Seol In-ah (; born Bang Ye-rin (방예린); January 3, 1996), is a South Korean actress best known for her leading roles in television series Sunny Again Tomorrow (2018), Beautiful Love, Wonderful Life (2019), and Business Proposal (2022) and for her supporting roles in Strong Girl Bong-soon (2017), School 2017 (2017), and Mr. Queen (2020–2021).

Early life and education
Seol attended Seoul Institute of the Arts where she majored in acting.

Career
Seol made her acting debut in 2015, where she played a minor role in The Producers and Flowers of the Prison in 2016.

She first gained recognition for playing the supporting role in JTBC's drama, Strong Girl Bong-soon and KBS2' drama School 2017. She also made her film debut in a web film titled, Closed Eyes. She was also a host of MBC's Section TV from 2017 to 2019.

In 2018, Seol took on her first lead role in Sunny Again Tomorrow, which earned her the Best New Actress Award at the 2018 KBS Drama Awards. Her second full variety show came soon after, as a fixed cast member of Law of the Jungle in Mexico. She also played a supporting character in the drama Special Labor Inspector in 2019.

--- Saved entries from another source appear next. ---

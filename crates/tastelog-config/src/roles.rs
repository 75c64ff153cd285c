use std::env;

/// Static role assignments (`ADMIN_USER_IDS`, comma separated).
#[derive(Clone, Debug, Default, PartialEq, Eq)]
pub struct RoleConfig {
    pub admin_user_ids: Vec<String>,
}

impl RoleConfig {
    pub fn from_env() -> Self {
        let admin_user_ids = env::var("ADMIN_USER_IDS")
            .unwrap_or_default()
            .split(',')
            .map(|s| s.trim().to_string())
            .filter(|s| !s.is_empty())
            .collect();

        Self { admin_user_ids }
    }
}
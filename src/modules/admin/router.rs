use axum::Router;
use tastelog_auth::ADMIN_ROLE;
use tastelog_config::STRICT;

use crate::middleware::dispatcher::{MethodMap, create_handler};
use crate::middleware::pipeline::Pipeline;
use crate::state::AppState;

use super::controller::get_stats;

pub fn init_admin_router(state: &AppState) -> Router<AppState> {
    let admin = Pipeline::new(state)
        .rate_limit(STRICT)
        .auth()
        .require_role(ADMIN_ROLE);

    Router::new().route(
        "/api/admin/stats",
        create_handler(MethodMap::new().route(admin.get(get_stats))),
    )
}
mod common;

use std::sync::Arc;

use axum::body::Body;
use axum::http::{Request, StatusCode};
use tastelog::router::init_router;
use tastelog_auth::{ADMIN_ROLE, StaticRoleLookup};

use common::{CSRF_HEADER, bearer, body_json, get, send, test_state};

#[tokio::test]
async fn test_undecodable_id_is_not_found_envelope() {
    let (state, _) = test_state();
    let app = init_router(state);

    let response = send(&app, get("/api/tastings/%FF")).await;

    assert_eq!(response.status(), StatusCode::NOT_FOUND);
    let body = body_json(response).await;
    assert_eq!(body["success"], false);
    assert_eq!(body["error"]["code"], "NOT_FOUND");
}

#[tokio::test]
async fn test_malformed_id_is_not_found_envelope() {
    let (state, _) = test_state();
    let app = init_router(state);

    let response = send(&app, get("/api/tastings/not-a-uuid")).await;

    assert_eq!(response.status(), StatusCode::NOT_FOUND);
    assert_eq!(body_json(response).await["error"]["code"], "NOT_FOUND");
}

#[tokio::test]
async fn test_delete_with_undecodable_id_is_not_found_envelope() {
    let (mut state, _) = test_state();
    state.role_lookup = Arc::new(StaticRoleLookup::new().grant("admin-1", ADMIN_ROLE));
    let authorization = bearer(&state, "admin-1");
    let app = init_router(state);

    let request = Request::builder()
        .method("DELETE")
        .uri("/api/tastings/%FF")
        .header("authorization", authorization)
        .header(CSRF_HEADER, "1")
        .body(Body::empty())
        .unwrap();
    let response = send(&app, request).await;

    assert_eq!(response.status(), StatusCode::NOT_FOUND);
    assert_eq!(body_json(response).await["error"]["code"], "NOT_FOUND");
}
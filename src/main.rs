use std::net::SocketAddr;

use anyhow::Context;
use dotenvy::dotenv;
use tokio::net::TcpListener;
use tracing::{error, info};

use tastelog::router::init_router;
use tastelog::state::init_app_state;
use tastelog_observability::{init_logging, init_metrics, metrics_app, shutdown_tracer};

#[tokio::main]
async fn main() -> anyhow::Result<()> {
    dotenv().ok();
    init_logging()?;

    let state = init_app_state().await?;
    let bind_address = state.server_config.bind_address.clone();

    if let Some(handle) = init_metrics()? {
        let metrics_address =
            std::env::var("METRICS_ADDRESS").unwrap_or_else(|_| "0.0.0.0:9090".to_string());
        tokio::spawn(async move {
            let listener = match TcpListener::bind(&metrics_address).await {
                Ok(listener) => listener,
                Err(e) => {
                    error!(address = %metrics_address, error = %e, "Failed to bind metrics listener");
                    return;
                }
            };
            info!(address = %metrics_address, "Metrics available at /metrics");
            if let Err(e) = axum::serve(listener, metrics_app(handle)).await {
                error!(error = %e, "Metrics server stopped");
            }
        });
    }

    let app = init_router(state);

    let listener = TcpListener::bind(&bind_address)
        .await
        .with_context(|| format!("failed to bind {}", bind_address))?;
    info!(address = %bind_address, "Server running");

    axum::serve(
        listener,
        app.into_make_service_with_connect_info::<SocketAddr>(),
    )
    .with_graceful_shutdown(shutdown_signal())
    .await
    .context("server error")?;

    shutdown_tracer().await;
    Ok(())
}

async fn shutdown_signal() {
    if let Err(e) = tokio::signal::ctrl_c().await {
        error!(error = %e, "Failed to listen for shutdown signal");
        std::future::pending::<()>().await;
    }
    info!("Shutdown signal received");
}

Seol played Kim Cheong-Ah in her second leading role in the weekend drama Beautiful Love, Wonderful Life, which ran from September 2019 to March 2020. She received the Excellence Award for Actress in a Serial Drama at the 2019 KBS Drama Awards for her role in the drama.

In 2020, Seol made a special appearance in the tvN drama Record of Youth. Later the same year, she played Jo Hwa-jin (Royal Noble Consort Ui) in historical drama Mr. Queen.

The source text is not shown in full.